Can't wait to get my hands on it and to see how we biopsy these patients and see where this drug goes and see what it does, which I think will be fantastic and fascinating.

James Tumlin
Professor of Medicine, Emory University School of Medicine

To add a little bit to what Jonathan was saying, even a part of his good comments on the IgG4 staining, just reducing low-level complement activation, we need to remember that C5a, a product of activation of complement pathways, is a very potent chemokine for chronic inflammatory cells such as macrophages and monocytes, which are then drawn into the kidney and contribute to the fibrosis that Jonathan had mentioned. One quick comment about praliciguat. I would like to go back to emphasize something I tried to point out in my talk, that in fresolimumab, which was an antibody against all three forms of TGF-β, did not work in FSGS.

The fact that we're seeing this admittedly in a preclinical model, that the downstream signaling pathways had better effect, I think speaks to the potency and the potential, I should say, of praliciguat.

Michael Holers
Smyth Professor of Rheumatology, University of Colorado

I would only add with regards to Dr. Barratt's comments that, you know, this is all being done in the context of active scientific exploration of local complement production, local complement control, and all of the data that we're generating and others are generating really points to the observation that local complement activation is occurring. That is the primary cause of injury, and you need to control it locally. That is something that we're all learning more and more about, and we all look forward to seeing what happens in the phase II studies.

John Butler
President and CEO, Akebia Therapeutics

Well, I hope all the folks who are listening in on the call today are hearing the excitement from the panelists and, you know, it's that excitement that we at Akebia felt as well as we looked at oh nine seven. We really do believe this can be a very important drug, and we're working very diligently to put it in your hands, Dr. Barratt, as quickly as we can. I wanna thank our panelists today for their time and, you know, their very insightful comments. Hopefully, folks really benefited from that. I'm quite sure that they have. I think if we could put up the one final slide just to close out. No? Well, we have just-

Operator

We're putting it up, John.

John Butler
President and CEO, Akebia Therapeutics

What's that?

Operator

We're putting it up.

John Butler
President and CEO, Akebia Therapeutics

Great. Thank you. Really just to close out, to remind folks of all of the many catalysts that we have over the next 12+ months, here at Akebia. I mean, everything under the backdrop of driving vadadustat, Vafseo, to be standard of care in dialysis. You know, tremendous amount of work left to do there, but we're really pleased with the progress we're making. We're really pleased with the data that we're generating that suggests there's a real difference in managing anemia with Vafseo vadadustat that will really benefit patients in the long run. Just to remind everyone on the call, that is a billion-dollar market in the U.S. You know, we're excited about the progress we're making there.

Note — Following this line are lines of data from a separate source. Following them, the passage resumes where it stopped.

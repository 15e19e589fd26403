use serde_json::json;

use crate::service_types::{DataChangeFilter, DataChangeTrigger};
use crate::tests::*;

fn serde_round_trip<T>(value: T)
where
    T: serde::Serialize + serde::de::DeserializeOwned + std::fmt::Debug + PartialEq,
{
    let json = serde_json::to_string(&value).unwrap();
    println!("json = {}", json);
    let decoded = serde_json::from_str::<T>(&json).unwrap();
    assert_eq!(decoded, value);
}

#[test]
fn serde_node_id() {
    serde_round_trip(NodeId::null());
    serde_round_trip(NodeId::new(10, "Hello"));
    serde_round_trip(NodeId::new(1, ByteString::from(&[0x1, 0x2])));
}

#[test]
fn serde_status_code() {
    let json = serde_json::to_value(StatusCode::BadDecodingError).unwrap();
    assert_eq!(json, json!(0x8007_0000u32));
    serde_round_trip(StatusCode::BadEncodingLimitsExceeded);
}

#[test]
fn serde_variant() {
    serde_round_trip(Variant::Empty);
    serde_round_trip(Variant::from(3.5f64));
    serde_round_trip(Variant::from(UAString::from("variant")));
    serde_round_trip(Variant::from(NodeId::new(4, 1000u32)));
}

#[test]
fn serde_data_value() {
    serde_round_trip(DataValue {
        value: Some(Variant::Int32(-5)),
        status: Some(StatusCode::Good),
        source_timestamp: Some(DateTime::epoch()),
        source_picoseconds: Some(100),
        server_timestamp: None,
        server_picoseconds: None,
    });
}

#[test]
fn serde_extension_object_decoded_body_is_opaque() {
    // The named-field serialization carries the opaque form - a decoded body serializes as the
    // byte string it encodes to
    let filter = DataChangeFilter {
        trigger: DataChangeTrigger::Status,
        deadband_type: 0,
        deadband_value: 0.0,
    };
    let decoded_form = ExtensionObject::from_encodable(
        ObjectId::DataChangeFilter_Encoding_DefaultBinary,
        &filter,
    );
    let opaque_form = ExtensionObject::from_byte_string(
        ObjectId::DataChangeFilter_Encoding_DefaultBinary,
        ByteString::from(filter.encode_to_vec()),
    );
    assert_eq!(
        serde_json::to_string(&decoded_form).unwrap(),
        serde_json::to_string(&opaque_form).unwrap()
    );
    serde_round_trip(opaque_form);
}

Now, you know, we have so much more to think about and talk to you all about with the number of catalysts we have. You know, we initiated the praliciguat trial in December. Thank you, Jim. We are going to be initiating the AKB-097 trial in the second half of this year. Obviously, the team is diligently working to do that as quickly as we possibly can. We have the phase I trial for AKB-9090 that's really just a few weeks away from dosing first in human, which is always an exciting moment for a company.

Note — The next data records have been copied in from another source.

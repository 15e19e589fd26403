// OPCUA for Rust
// SPDX-License-Identifier: MPL-2.0
// Copyright (C) 2017-2024 Adam Lock

use crate::{status_code::StatusCode, variant::*};

/// An array is a vector of values with an optional number of dimensions.
/// It is expected that the multi-dimensional array is valid, or it might not be encoded or decoded
/// properly. The dimensions should match the number of values, or the array is invalid.
#[derive(Debug, Clone, PartialEq, Serialize, Deserialize)]
pub struct Array {
    // Type of elements in the array
    pub value_type: VariantTypeId,

    /// Values are stored sequentially
    pub values: Vec<Variant>,

    /// Multi dimension array which can contain any scalar type, all the same type. Nested
    /// arrays are rejected. Higher rank dimensions are serialized first. For example an array
    /// with dimensions [2,2,2] is written in this order - [0,0,0], [0,0,1], [0,1,0], [0,1,1],
    /// [1,0,0], [1,0,1], [1,1,0], [1,1,1].
    pub dimensions: Vec<u32>,
}

impl Array {
    pub fn new_single<V>(value_type: VariantTypeId, values: V) -> Result<Array, StatusCode>
    where
        V: Into<Vec<Variant>>,
    {
        let values = values.into();
        if Self::validate_array_type_to_values(value_type, &values) {
            Ok(Array {
                value_type,
                values,
                dimensions: Vec::new(),
            })
        } else {
            Err(StatusCode::BadDecodingError)
        }
    }

    pub fn new_multi<V, D>(
        value_type: VariantTypeId,
        values: V,
        dimensions: D,
    ) -> Result<Array, StatusCode>
    where
        V: Into<Vec<Variant>>,
        D: Into<Vec<u32>>,
    {
        let values = values.into();
        if Self::validate_array_type_to_values(value_type, &values) {
            Ok(Array {
                value_type,
                values,
                dimensions: dimensions.into(),
            })
        } else {
            Err(StatusCode::BadDecodingError)
        }
    }

    /// This is a runtime check to ensure the type of the array also matches the types of the variants in the array.
    fn validate_array_type_to_values(value_type: VariantTypeId, values: &[Variant]) -> bool {
        match value_type {
            VariantTypeId::Array | VariantTypeId::Empty => {
                error!("Invalid array type supplied");
                false
            }
            _ => {
                if !values_are_of_type(values, value_type) {
                    // If the values exist, then validate them to the type
                    error!("Value type of array does not match contents");
                    false
                } else {
                    true
                }
            }
        }
    }

    pub fn is_valid(&self) -> bool {
        self.is_valid_dimensions() && Self::array_is_valid(&self.values)
    }

    pub fn has_dimensions(&self) -> bool {
        !self.dimensions.is_empty()
    }

    pub fn encoding_mask(&self) -> u8 {
        let mut encoding_mask = self.value_type.encoding_mask();
        encoding_mask |= EncodingMask::ARRAY_VALUES_BIT;
        if self.has_dimensions() {
            encoding_mask |= EncodingMask::ARRAY_DIMENSIONS_BIT;
        }
        encoding_mask
    }

    /// Tests that the variants in the slice all have the same variant type
    fn array_is_valid(values: &[Variant]) -> bool {
        if values.is_empty() {
            true
        } else {
            let expected_type_id = values[0].type_id();
            if expected_type_id == VariantTypeId::Array {
                // Nested arrays are explicitly NOT allowed
                error!("Variant array contains nested array {:?}", expected_type_id);
                false
            } else if values.len() > 1 {
                values_are_of_type(&values[1..], expected_type_id)
            } else {
                // Only contains 1 element
                true
            }
        }
    }

    fn is_valid_dimensions(&self) -> bool {
        // Check that the array dimensions match the length of the array
        let mut length: usize = 1;
        for d in &self.dimensions {
            // Check for invalid dimensions
            if *d == 0 {
                // This dimension has no fixed size, so skip it
                continue;
            }
            length *= *d as usize;
        }
        length <= self.values.len()
    }
}

/// Check that all elements in the slice are the same type.
pub fn values_are_of_type(values: &[Variant], expected_type: VariantTypeId) -> bool {
    // Ensure all remaining elements are the same type as the first element
    let found_unexpected = values.iter().any(|v| v.type_id() != expected_type);
    if found_unexpected {
        error!(
            "Variant array's type is expected to be {:?} but found other types in it",
            expected_type
        );
    };
    !found_unexpected
}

you know, this building of the evidence that we talked about, the VOCAL top line data before the end of this year, the VOICE data in the beginning of 2027. you know, given that we have a open label basket study, you know, we can start seeing data from AKB-097 in 2027. We're really excited to continue to talk to you about this as we continue to execute as a company, and we look forward to it. Again, thank you again to our panelists for taking the time, and thanks to everyone for joining us today. We look forward to talking to you again soon.